Activity -> Every line of the data below must be given again exactly.

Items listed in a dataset
------------------------------------

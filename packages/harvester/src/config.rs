//! Configuration constants, workspace layout and validation functions.

use std::path::PathBuf;
use std::sync::LazyLock;
use std::time::Duration;

use regex::Regex;

use crate::error::{HarvesterError, Result};

/// Base URL that branch index hrefs are relative to.
pub const BRANCHVIEW_BASE_URL: &str = "https://assets.niklas-luhmann-archiv.de/branchview";

/// Base URL of the card record API; the card ID is appended.
pub const API_BASE_URL: &str = "https://v0.api.niklas-luhmann-archiv.de/ZK/zettel/";

/// Public site, used to absolutize `/bestand/...` links in transcriptions.
pub const SITE_BASE_URL: &str = "https://niklas-luhmann-archiv.de";

/// HTTP timeout in seconds.
pub const HTTP_TIMEOUT_SECS: u64 = 30;

/// Default number of concurrent download workers.
pub const DEFAULT_WORKERS: usize = 8;

/// Default number of attempts per card download.
pub const DEFAULT_RETRIES: u32 = 3;

/// Base delay between download attempts (milliseconds).
pub const RETRY_DELAY_MS: u64 = 1000;

/// First words longer than this are left unbolded.
pub const MAX_FIRST_WORD_LEN: usize = 20;

/// Card IDs end up in file names, so only a safe alphabet is accepted.
#[allow(clippy::expect_used)] // Static regex that is guaranteed to be valid
static CARD_ID_PATTERN: LazyLock<Regex> =
    LazyLock::new(|| Regex::new(r"^[A-Za-z0-9][A-Za-z0-9_\-]*$").expect("valid regex"));

/// Validate a card ID before it is used in a URL or file name.
///
/// # Examples
/// ```
/// use zettel_harvester::config::validate_card_id;
///
/// assert!(validate_card_id("ZK_1_NB_1-5A1c_V").is_ok());
/// assert!(validate_card_id("../etc/passwd").is_err());
/// ```
pub fn validate_card_id(id: &str) -> Result<()> {
    if CARD_ID_PATTERN.is_match(id) {
        Ok(())
    } else {
        Err(HarvesterError::InvalidConfig(format!(
            "invalid card ID '{id}'"
        )))
    }
}

/// Locations of every input and output of the pipeline.
///
/// All paths hang off an explicit root; nothing is resolved against the
/// process working directory.
#[derive(Debug, Clone, PartialEq, Eq)]
pub struct WorkspaceLayout {
    pub root: PathBuf,
}

impl WorkspaceLayout {
    pub fn new(root: impl Into<PathBuf>) -> Self {
        Self { root: root.into() }
    }

    fn join(&self, name: &str) -> PathBuf {
        self.root.join(name)
    }

    /// Saved HTML of the archive's branch index page.
    pub fn index_html(&self) -> PathBuf {
        self.join("index.txt")
    }

    /// Absolute branch view links extracted from the index.
    pub fn parent_links(&self) -> PathBuf {
        self.join("parent_links.txt")
    }

    /// Saved branch view pages, one `.txt` per branch.
    pub fn snapshots_dir(&self) -> PathBuf {
        self.join("snapshots")
    }

    /// One `links_<branch>.txt` per branch, in page order.
    pub fn links_dir(&self) -> PathBuf {
        self.join("index_full_links")
    }

    /// Branch link files after label ordering.
    pub fn reordered_links_dir(&self) -> PathBuf {
        self.join("index_full_links_reord")
    }

    pub fn master_index(&self) -> PathBuf {
        self.join("master_index.txt")
    }

    pub fn json_dir(&self) -> PathBuf {
        self.join("index_full_jsons")
    }

    pub fn md_dir(&self) -> PathBuf {
        self.join("index_full_mds")
    }

    pub fn missing_jsons(&self) -> PathBuf {
        self.join("missing_jsons.txt")
    }

    pub fn missing_mds(&self) -> PathBuf {
        self.join("missing_mds.txt")
    }

    /// Downloads worth retrying; read back by `download --source failed`.
    pub fn failed_downloads(&self) -> PathBuf {
        self.join("failed_downloads.txt")
    }

    /// Downloads that failed permanently (4xx, unreadable records).
    pub fn fatal_downloads(&self) -> PathBuf {
        self.join("fatal_downloads.txt")
    }

    pub fn missing_specific_ids(&self) -> PathBuf {
        self.join("missing_specific_ids.txt")
    }

    pub fn duplicates(&self) -> PathBuf {
        self.join("duplicates.txt")
    }

    pub fn bolding_issues(&self) -> PathBuf {
        self.join("bolding_issues.txt")
    }

    /// JSON path for a card ID.
    pub fn json_path(&self, id: &str) -> PathBuf {
        self.json_dir().join(format!("{id}.json"))
    }

    /// Markdown path for a card ID.
    pub fn md_path(&self, id: &str) -> PathBuf {
        self.md_dir().join(format!("{id}.txt"))
    }
}

impl Default for WorkspaceLayout {
    fn default() -> Self {
        Self::new(".")
    }
}

/// Settings for downloading card records.
#[derive(Debug, Clone, PartialEq, Eq)]
pub struct FetchConfig {
    pub api_base_url: String,
    pub workers: usize,
    pub retries: u32,
    pub retry_delay: Duration,
}

impl Default for FetchConfig {
    fn default() -> Self {
        Self {
            api_base_url: API_BASE_URL.to_string(),
            workers: DEFAULT_WORKERS,
            retries: DEFAULT_RETRIES,
            retry_delay: Duration::from_millis(RETRY_DELAY_MS),
        }
    }
}

impl FetchConfig {
    #[must_use]
    pub fn with_api_base_url(mut self, url: impl Into<String>) -> Self {
        self.api_base_url = url.into();
        self
    }

    #[must_use]
    pub fn with_workers(mut self, workers: usize) -> Self {
        self.workers = workers;
        self
    }

    #[must_use]
    pub fn with_retries(mut self, retries: u32) -> Self {
        self.retries = retries;
        self
    }

    #[must_use]
    pub fn with_retry_delay(mut self, delay: Duration) -> Self {
        self.retry_delay = delay;
        self
    }

    /// Reject settings that would make the download loop meaningless.
    pub fn validate(&self) -> Result<()> {
        if self.workers == 0 {
            return Err(HarvesterError::InvalidConfig(
                "workers must be at least 1".to_string(),
            ));
        }
        if self.retries == 0 {
            return Err(HarvesterError::InvalidConfig(
                "retries must be at least 1".to_string(),
            ));
        }
        if self.api_base_url.is_empty() {
            return Err(HarvesterError::InvalidConfig(
                "API base URL is empty".to_string(),
            ));
        }
        Ok(())
    }

    /// Build the record URL for a card ID.
    ///
    /// # Examples
    /// ```
    /// use zettel_harvester::config::FetchConfig;
    ///
    /// assert_eq!(
    ///     FetchConfig::default().card_url("ZK_1_NB_1-1_V"),
    ///     "https://v0.api.niklas-luhmann-archiv.de/ZK/zettel/ZK_1_NB_1-1_V"
    /// );
    /// ```
    pub fn card_url(&self, id: &str) -> String {
        crate::fetch::api_url(&self.api_base_url, id)
    }
}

------------------------------------

Exercise answer ->
filename packages/harvester/src/config.rs
//! Configuration constants, workspace layout and validation functions.

use std::path::PathBuf;
use std::sync::LazyLock;
use std::time::Duration;

use regex::Regex;

use crate::error::{HarvesterError, Result};

/// Base URL that branch index hrefs are relative to.
pub const BRANCHVIEW_BASE_URL: &str = "https://assets.niklas-luhmann-archiv.de/branchview";

/// Base URL of the card record API; the card ID is appended.
pub const API_BASE_URL: &str = "https://v0.api.niklas-luhmann-archiv.de/ZK/zettel/";

/// Public site, used to absolutize `/bestand/...` links in transcriptions.
pub const SITE_BASE_URL: &str = "https://niklas-luhmann-archiv.de";

/// HTTP timeout in seconds.
pub const HTTP_TIMEOUT_SECS: u64 = 30;

/// Default number of concurrent download workers.
pub const DEFAULT_WORKERS: usize = 8;

/// Default number of attempts per card download.
pub const DEFAULT_RETRIES: u32 = 3;

/// Base delay between download attempts (milliseconds).
pub const RETRY_DELAY_MS: u64 = 1000;

/// First words longer than this are left unbolded.
pub const MAX_FIRST_WORD_LEN: usize = 20;

/// Card IDs end up in file names, so only a safe alphabet is accepted.
#[allow(clippy::expect_used)] // Static regex that is guaranteed to be valid
static CARD_ID_PATTERN: LazyLock<Regex> =
    LazyLock::new(|| Regex::new(r"^[A-Za-z0-9][A-Za-z0-9_\-]*$").expect("valid regex"));

/// Validate a card ID before it is used in a URL or file name.
///
/// # Examples
/// ```
/// use zettel_harvester::config::validate_card_id;
///
/// assert!(validate_card_id("ZK_1_NB_1-5A1c_V").is_ok());
/// assert!(validate_card_id("../etc/passwd").is_err());
/// ```
pub fn validate_card_id(id: &str) -> Result<()> {
    if CARD_ID_PATTERN.is_match(id) {
        Ok(())
    } else {
        Err(HarvesterError::InvalidConfig(format!(
            "invalid card ID '{id}'"
        )))
    }
}

/// Locations of every input and output of the pipeline.
///
/// All paths hang off an explicit root; nothing is resolved against the
/// process working directory.
#[derive(Debug, Clone, PartialEq, Eq)]
pub struct WorkspaceLayout {
    pub root: PathBuf,
}

impl WorkspaceLayout {
    pub fn new(root: impl Into<PathBuf>) -> Self {
        Self { root: root.into() }
    }

    fn join(&self, name: &str) -> PathBuf {
        self.root.join(name)
    }

    /// Saved HTML of the archive's branch index page.
    pub fn index_html(&self) -> PathBuf {
        self.join("index.txt")
    }

    /// Absolute branch view links extracted from the index.
    pub fn parent_links(&self) -> PathBuf {
        self.join("parent_links.txt")
    }

    /// Saved branch view pages, one `.txt` per branch.
    pub fn snapshots_dir(&self) -> PathBuf {
        self.join("snapshots")
    }

    /// One `links_<branch>.txt` per branch, in page order.
    pub fn links_dir(&self) -> PathBuf {
        self.join("index_full_links")
    }

    /// Branch link files after label ordering.
    pub fn reordered_links_dir(&self) -> PathBuf {
        self.join("index_full_links_reord")
    }

    pub fn master_index(&self) -> PathBuf {
        self.join("master_index.txt")
    }

    pub fn json_dir(&self) -> PathBuf {
        self.join("index_full_jsons")
    }

    pub fn md_dir(&self) -> PathBuf {
        self.join("index_full_mds")
    }

    pub fn missing_jsons(&self) -> PathBuf {
        self.join("missing_jsons.txt")
    }

    pub fn missing_mds(&self) -> PathBuf {
        self.join("missing_mds.txt")
    }

    /// Downloads worth retrying; read back by `download --source failed`.
    pub fn failed_downloads(&self) -> PathBuf {
        self.join("failed_downloads.txt")
    }

    /// Downloads that failed permanently (4xx, unreadable records).
    pub fn fatal_downloads(&self) -> PathBuf {
        self.join("fatal_downloads.txt")
    }

    pub fn missing_specific_ids(&self) -> PathBuf {
        self.join("missing_specific_ids.txt")
    }

    pub fn duplicates(&self) -> PathBuf {
        self.join("duplicates.txt")
    }

    pub fn bolding_issues(&self) -> PathBuf {
        self.join("bolding_issues.txt")
    }

    /// JSON path for a card ID.
    pub fn json_path(&self, id: &str) -> PathBuf {
        self.json_dir().join(format!("{id}.json"))
    }

    /// Markdown path for a card ID.
    pub fn md_path(&self, id: &str) -> PathBuf {
        self.md_dir().join(format!("{id}.txt"))
    }
}

impl Default for WorkspaceLayout {
    fn default() -> Self {
        Self::new(".")
    }
}

/// Settings for downloading card records.
#[derive(Debug, Clone, PartialEq, Eq)]
pub struct FetchConfig {
    pub api_base_url: String,
    pub workers: usize,
    pub retries: u32,
    pub retry_delay: Duration,
}

impl Default for FetchConfig {
    fn default() -> Self {
        Self {
            api_base_url: API_BASE_URL.to_string(),
            workers: DEFAULT_WORKERS,
            retries: DEFAULT_RETRIES,
            retry_delay: Duration::from_millis(RETRY_DELAY_MS),
        }
    }
}

impl FetchConfig {
    #[must_use]
    pub fn with_api_base_url(mut self, url: impl Into<String>) -> Self {
        self.api_base_url = url.into();
        self
    }

    #[must_use]
    pub fn with_workers(mut self, workers: usize) -> Self {
        self.workers = workers;
        self
    }

    #[must_use]
    pub fn with_retries(mut self, retries: u32) -> Self {
        self.retries = retries;
        self
    }

    #[must_use]
    pub fn with_retry_delay(mut self, delay: Duration) -> Self {
        self.retry_delay = delay;
        self
    }

    /// Reject settings that would make the download loop meaningless.
    pub fn validate(&self) -> Result<()> {
        if self.workers == 0 {
            return Err(HarvesterError::InvalidConfig(
                "workers must be at least 1".to_string(),
            ));
        }
        if self.retries == 0 {
            return Err(HarvesterError::InvalidConfig(
                "retries must be at least 1".to_string(),
            ));
        }
        if self.api_base_url.is_empty() {
            return Err(HarvesterError::InvalidConfig(
                "API base URL is empty".to_string(),
            ));
        }
        Ok(())
    }

    /// Build the record URL for a card ID.
    ///
    /// # Examples
    /// ```
    /// use zettel_harvester::config::FetchConfig;
    ///
    /// assert_eq!(
    ///     FetchConfig::default().card_url("ZK_1_NB_1-1_V"),
    ///     "https://v0.api.niklas-luhmann-archiv.de/ZK/zettel/ZK_1_NB_1-1_V"
    /// );
    /// ```
    pub fn card_url(&self, id: &str) -> String {
        crate::fetch::api_url(&self.api_base_url, id)
    }
}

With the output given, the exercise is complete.